Ein Stromabnehmer ist ein gelenkiger mechanischer Arm auf dem Dach eines Elektrozuges oder einer Straßenbahn, der sich nach oben gegen eine Oberleitung, auch Fahrleitung genannt, drückt, um elektrischen Strom abzunehmen. Die Vorrichtung leitet diesen Strom durch innere Leiter nach unten zum Fahrantrieb des Fahrzeugs. Sie muss ständigen Druck gegen den Draht aufrechterhalten, während der Zug fährt, dabei das Durchhängen und die Schwingungen der Oberleitung ausgleichen, ohne den Kontakt zu verlieren oder zu starken Verschleiß zu verursachen.

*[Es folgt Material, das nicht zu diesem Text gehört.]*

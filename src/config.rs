//! Configuration for popout queues
//!
//! Centralized configuration with sensible defaults.

use std::fmt;
use std::fs;
use std::path::{Path, PathBuf};
use std::sync::Arc;

use crate::error::{QueueError, Result};
use crate::pool::BufferPool;

/// Main configuration for a queue instance
#[derive(Debug, Clone)]
pub struct QueueConfig {
    // -------------------------------------------------------------------------
    // Identity
    // -------------------------------------------------------------------------
    /// Queue name, used as the segment file prefix: `{name}-{index}.wal`
    pub name: String,

    /// Default folder for both segment kinds
    pub folder: PathBuf,

    // -------------------------------------------------------------------------
    // Segment Configuration
    // -------------------------------------------------------------------------
    /// Write-ahead segment settings
    pub wal: WalConfig,

    /// Compressed segment settings
    pub compressed: CompressedConfig,

    /// fsync strategy for newly written files
    pub sync_strategy: SyncStrategy,

    // -------------------------------------------------------------------------
    // Startup / Recovery
    // -------------------------------------------------------------------------
    /// Restore the previous run's items (true) or delete them (false)
    pub restore_from_disk: bool,

    /// What to do when a segment fails to parse
    pub corruption_policy: CorruptionPolicy,

    // -------------------------------------------------------------------------
    // Batched Mode
    // -------------------------------------------------------------------------
    /// Items buffered in memory before a batch is flushed (batched mode only)
    pub batch_size: usize,

    // -------------------------------------------------------------------------
    // Shared Resources
    // -------------------------------------------------------------------------
    /// Scratch buffers for encode/decode
    pub buffer_pool: Arc<BufferPool>,
}

/// Write-ahead segment settings
#[derive(Debug, Clone, Default)]
pub struct WalConfig {
    /// Folder for `.wal` files; `None` uses [`QueueConfig::folder`]
    pub folder: Option<PathBuf>,

    /// WAL segment count that triggers compaction once exceeded (0 = default)
    pub max_count: usize,
}

/// Compressed segment settings
#[derive(Debug, Clone, Default)]
pub struct CompressedConfig {
    /// Folder for `.compressed` files; `None` uses [`QueueConfig::folder`]
    pub folder: Option<PathBuf>,

    /// Size budget of a single compressed file in bytes (0 = default)
    pub max_size_bytes: u64,
}

/// fsync strategy for segment files
#[derive(Debug, Clone, Copy, PartialEq, Eq)]
pub enum SyncStrategy {
    /// fsync every WAL segment and compressed file before it is tracked
    EveryWrite,

    /// Leave flushing to the operating system
    OsManaged,
}

/// Decision taken for one corrupted segment
#[derive(Debug, Clone, Copy, PartialEq, Eq)]
pub enum CorruptionAction {
    /// Treat the segment as exhausted and delete it
    Discard,

    /// Continue scanning the compressed file at this absolute offset
    Resume(u64),

    /// Return the corruption error to the caller
    Fail,
}

/// Corruption handling policy
#[derive(Clone, Default)]
pub enum CorruptionPolicy {
    /// Drop the corrupted segment and continue with the next one
    #[default]
    Discard,

    /// Surface every corruption as an error
    Fail,

    /// Decide per error
    Custom(Arc<dyn Fn(&QueueError) -> CorruptionAction + Send + Sync>),
}

impl CorruptionPolicy {
    /// Resolve the action for a corruption error
    pub fn decide(&self, error: &QueueError) -> CorruptionAction {
        match self {
            CorruptionPolicy::Discard => CorruptionAction::Discard,
            CorruptionPolicy::Fail => CorruptionAction::Fail,
            CorruptionPolicy::Custom(handler) => handler(error),
        }
    }
}

impl fmt::Debug for CorruptionPolicy {
    fn fmt(&self, f: &mut fmt::Formatter<'_>) -> fmt::Result {
        match self {
            CorruptionPolicy::Discard => f.write_str("Discard"),
            CorruptionPolicy::Fail => f.write_str("Fail"),
            CorruptionPolicy::Custom(_) => f.write_str("Custom(..)"),
        }
    }
}

impl Default for QueueConfig {
    fn default() -> Self {
        Self {
            name: "queue".to_string(),
            folder: PathBuf::from("."),
            wal: WalConfig::default(),
            compressed: CompressedConfig::default(),
            sync_strategy: SyncStrategy::EveryWrite,
            restore_from_disk: true,
            corruption_policy: CorruptionPolicy::Discard,
            batch_size: QueueConfig::DEFAULT_BATCH_SIZE,
            buffer_pool: Arc::new(BufferPool::default()),
        }
    }
}

impl QueueConfig {
    /// WAL segments kept before compaction when `wal.max_count` is 0
    pub const DEFAULT_WAL_MAX_COUNT: usize = 100;

    /// Compressed file budget when `compressed.max_size_bytes` is 0
    pub const DEFAULT_COMPRESSED_MAX_SIZE: u64 = u64::MAX;

    /// Batch size used by batched queues
    pub const DEFAULT_BATCH_SIZE: usize = 1024;

    /// Create a new config builder
    pub fn builder() -> ConfigBuilder {
        ConfigBuilder::default()
    }

    /// Folder holding WAL segments
    pub fn wal_folder(&self) -> &Path {
        self.wal.folder.as_deref().unwrap_or(&self.folder)
    }

    /// Folder holding compressed segments
    pub fn compressed_folder(&self) -> &Path {
        self.compressed.folder.as_deref().unwrap_or(&self.folder)
    }

    /// Effective WAL compaction threshold
    pub fn wal_max_count(&self) -> usize {
        match self.wal.max_count {
            0 => Self::DEFAULT_WAL_MAX_COUNT,
            count => count,
        }
    }

    /// Effective compressed file budget
    pub fn compressed_max_size(&self) -> u64 {
        match self.compressed.max_size_bytes {
            0 => Self::DEFAULT_COMPRESSED_MAX_SIZE,
            size => size,
        }
    }

    /// Check the settings and create the segment folders
    pub fn validate(&self) -> Result<()> {
        let name = self.name.trim();
        if name.is_empty() {
            return Err(QueueError::Config("queue name must not be empty".to_string()));
        }
        if name.contains(['/', '\\']) {
            return Err(QueueError::Config(format!(
                "queue name '{}' must not contain path separators",
                name
            )));
        }

        fs::create_dir_all(self.wal_folder())?;
        fs::create_dir_all(self.compressed_folder())?;
        Ok(())
    }
}

/// Builder for QueueConfig
#[derive(Default)]
pub struct ConfigBuilder {
    config: QueueConfig,
}

impl ConfigBuilder {
    /// Set the queue name
    pub fn name(mut self, name: impl Into<String>) -> Self {
        self.config.name = name.into();
        self
    }

    /// Set the folder used by both segment kinds
    pub fn folder(mut self, path: impl Into<PathBuf>) -> Self {
        self.config.folder = path.into();
        self
    }

    /// Place WAL segments in a separate folder
    pub fn wal_folder(mut self, path: impl Into<PathBuf>) -> Self {
        self.config.wal.folder = Some(path.into());
        self
    }

    /// Set the WAL segment count that triggers compaction
    pub fn wal_max_count(mut self, count: usize) -> Self {
        self.config.wal.max_count = count;
        self
    }

    /// Place compressed segments in a separate folder
    pub fn compressed_folder(mut self, path: impl Into<PathBuf>) -> Self {
        self.config.compressed.folder = Some(path.into());
        self
    }

    /// Set the size budget of one compressed file
    pub fn compressed_max_size(mut self, bytes: u64) -> Self {
        self.config.compressed.max_size_bytes = bytes;
        self
    }

    /// Set the fsync strategy
    pub fn sync_strategy(mut self, strategy: SyncStrategy) -> Self {
        self.config.sync_strategy = strategy;
        self
    }

    /// Restore previous state (true) or discard it (false)
    pub fn restore_from_disk(mut self, restore: bool) -> Self {
        self.config.restore_from_disk = restore;
        self
    }

    /// Set the corruption policy
    pub fn corruption_policy(mut self, policy: CorruptionPolicy) -> Self {
        self.config.corruption_policy = policy;
        self
    }

    /// Set the batch size (batched queues)
    pub fn batch_size(mut self, size: usize) -> Self {
        self.config.batch_size = size;
        self
    }

    /// Share a buffer pool with other queues
    pub fn buffer_pool(mut self, pool: Arc<BufferPool>) -> Self {
        self.config.buffer_pool = pool;
        self
    }

    pub fn build(self) -> QueueConfig {
        self.config
    }
}
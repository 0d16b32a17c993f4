//! Queue Limits
//!
//! Admission control evaluated before every enqueue.

use std::fmt;
use std::sync::Arc;

use crate::error::{QueueError, Result};
use crate::queue::FileQueue;

/// Callback run with a rejected item and the queue that rejected it
pub type LimitHandler<T> = Arc<dyn Fn(T, &dyn FileQueue<T>) -> Result<()> + Send + Sync>;

/// Bound on a queue's size
pub enum QueueLimit<T> {
    /// Every item is admitted
    NoLimit,

    /// At most `length` items
    MaxLength { length: u64, action: LimitAction<T> },

    /// At most `bytes` bytes of segment files
    MaxDiskBytes { bytes: u64, action: LimitAction<T> },
}

/// What happens to an item offered to a full queue
pub enum LimitAction<T> {
    /// Silently drop the item
    Drop,

    /// Fail the offer with `QueueError::LimitExceeded`
    Reject,

    /// Hand the item to a callback (which may poll the queue to make room)
    Custom(LimitHandler<T>),
}

impl<T> QueueLimit<T> {
    /// Bound on item count
    pub fn max_length(length: u64, action: LimitAction<T>) -> Self {
        QueueLimit::MaxLength { length, action }
    }

    /// Bound on bytes on disk
    pub fn max_disk_bytes(bytes: u64, action: LimitAction<T>) -> Self {
        QueueLimit::MaxDiskBytes { bytes, action }
    }

    /// Whether one more item would exceed the bound
    pub fn is_exceeded(&self, queue: &dyn FileQueue<T>) -> Result<bool> {
        match self {
            QueueLimit::NoLimit => Ok(false),
            QueueLimit::MaxLength { length, .. } => Ok(queue.len() >= *length),
            QueueLimit::MaxDiskBytes { bytes, .. } => Ok(queue.disk_size()? >= *bytes),
        }
    }

    /// Run the configured action for a rejected item
    pub fn on_exceeded(&self, item: T, queue: &dyn FileQueue<T>) -> Result<()> {
        let action = match self {
            QueueLimit::NoLimit => {
                return Err(QueueError::Unsupported(
                    "NoLimit is never exceeded".to_string(),
                ))
            }
            QueueLimit::MaxLength { action, .. } | QueueLimit::MaxDiskBytes { action, .. } => {
                action
            }
        };

        match action {
            LimitAction::Drop => {
                tracing::debug!(limit = %self, "Dropping item offered to a full queue");
                Ok(())
            }
            LimitAction::Reject => Err(QueueError::LimitExceeded {
                limit: self.to_string(),
            }),
            LimitAction::Custom(handler) => handler(item, queue),
        }
    }
}

impl<T> Default for QueueLimit<T> {
    fn default() -> Self {
        QueueLimit::NoLimit
    }
}

impl<T> Clone for LimitAction<T> {
    fn clone(&self) -> Self {
        match self {
            LimitAction::Drop => LimitAction::Drop,
            LimitAction::Reject => LimitAction::Reject,
            LimitAction::Custom(handler) => LimitAction::Custom(Arc::clone(handler)),
        }
    }
}

impl<T> Clone for QueueLimit<T> {
    fn clone(&self) -> Self {
        match self {
            QueueLimit::NoLimit => QueueLimit::NoLimit,
            QueueLimit::MaxLength { length, action } => QueueLimit::MaxLength {
                length: *length,
                action: action.clone(),
            },
            QueueLimit::MaxDiskBytes { bytes, action } => QueueLimit::MaxDiskBytes {
                bytes: *bytes,
                action: action.clone(),
            },
        }
    }
}

impl<T> fmt::Display for QueueLimit<T> {
    fn fmt(&self, f: &mut fmt::Formatter<'_>) -> fmt::Result {
        match self {
            QueueLimit::NoLimit => write!(f, "no limit"),
            QueueLimit::MaxLength { length, .. } => write!(f, "max length {}", length),
            QueueLimit::MaxDiskBytes { bytes, .. } => write!(f, "max disk size {} bytes", bytes),
        }
    }
}

impl<T> fmt::Debug for LimitAction<T> {
    fn fmt(&self, f: &mut fmt::Formatter<'_>) -> fmt::Result {
        match self {
            LimitAction::Drop => f.write_str("Drop"),
            LimitAction::Reject => f.write_str("Reject"),
            LimitAction::Custom(_) => f.write_str("Custom(..)"),
        }
    }
}

impl<T> fmt::Debug for QueueLimit<T> {
    fn fmt(&self, f: &mut fmt::Formatter<'_>) -> fmt::Result {
        match self {
            QueueLimit::NoLimit => f.write_str("NoLimit"),
            QueueLimit::MaxLength { length, action } => f
                .debug_struct("MaxLength")
                .field("length", length)
                .field("action", action)
                .finish(),
            QueueLimit::MaxDiskBytes { bytes, action } => f
                .debug_struct("MaxDiskBytes")
                .field("bytes", bytes)
                .field("action", action)
                .finish(),
        }
    }
}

Die meisten modernen Stromabnehmer haben eine Z-Form statt der ursprünglichen Scherengitter- oder Rautenform, mit einem unteren Arm am Dach und einem oberen Arm, der den Schleifbelag trägt, meist aus Kohle oder einer Kupfer-Kohle-Mischung. Der obere Arm bewegt sich senkrecht in Führungen am unteren Arm und wird durch starke Federmechanismen nach oben gehalten, die je nach Zuggeschwindigkeit und Oberleitung zwischen 4 und 10 Kilonewton Kraft erzeugen. Diese Federkraft muss sorgfältig abgestimmt sein: zu schwach und der Kontakt reißt ab, zu stark und der Schleifbelag sowie der Draht verschleißen schnell.

Stromabnehmer fallen aus, wenn der Schleifbelag abgenutzt ist, die Federn schwächer werden, Schmutz und Eis sich in den Gleitflächen ansammeln, oder die Oberleitung die Verfolgungsreichweite des Geräts übersteigt. Geschwindigkeiten über 160 km/h erfordern steifere Federn und leichtere Materialien, um Trägheitskräfte zu senken und Schwingungen zu folgen. Manche Konstruktionen nutzen einen zweiten Stromabnehmer, der nur bei Ausfall des ersten herabgelassen wird, andere setzen auf hydraulische Dämpfer, um Vibrationen vom Dachaufbau fernzuhalten.

Betriebsverschleiß und Grenzen

Schleifbeläge werden regelmäßig überprüft und ausgetauscht; die typische Lebensdauer wird in Zehntausenden Kilometern gemessen, abhängig von der Oberleitung und der Zuggeschwindigkeit. Wartungsteams der Oberleitung müssen die Drähte sauber und richtig gespannt halten; eine durchhängende oder verdrehte Leitung führt dazu, dass der Stromabnehmer seitlich schleift, was den Verschleiß beider Komponenten beschleunigt. Bei Frost kann Eisbildung den richtigen Kontakt verhindern oder die Gleitflächen blockieren.

Der Stromabnehmer sitzt an der Schnittstelle zwischen Infrastruktur (Oberleitung) und Fahrzeug. Seine Leistung hängt gleichermaßen von beiden ab, daher erfordern Streitigkeiten über Verschleißverantwortung enge Abstimmung zwischen Betreiber und Infrastruktureigner. Moderne Hochgeschwindigkeitsstrecken legen die Oberleitung und Instandhaltung nach den Fähigkeiten des Stromabnehmers aus, während ältere Netze oft schwerere, langsamere Konstruktionen nutzen, die weniger ebenmäßige Drähte tolerieren.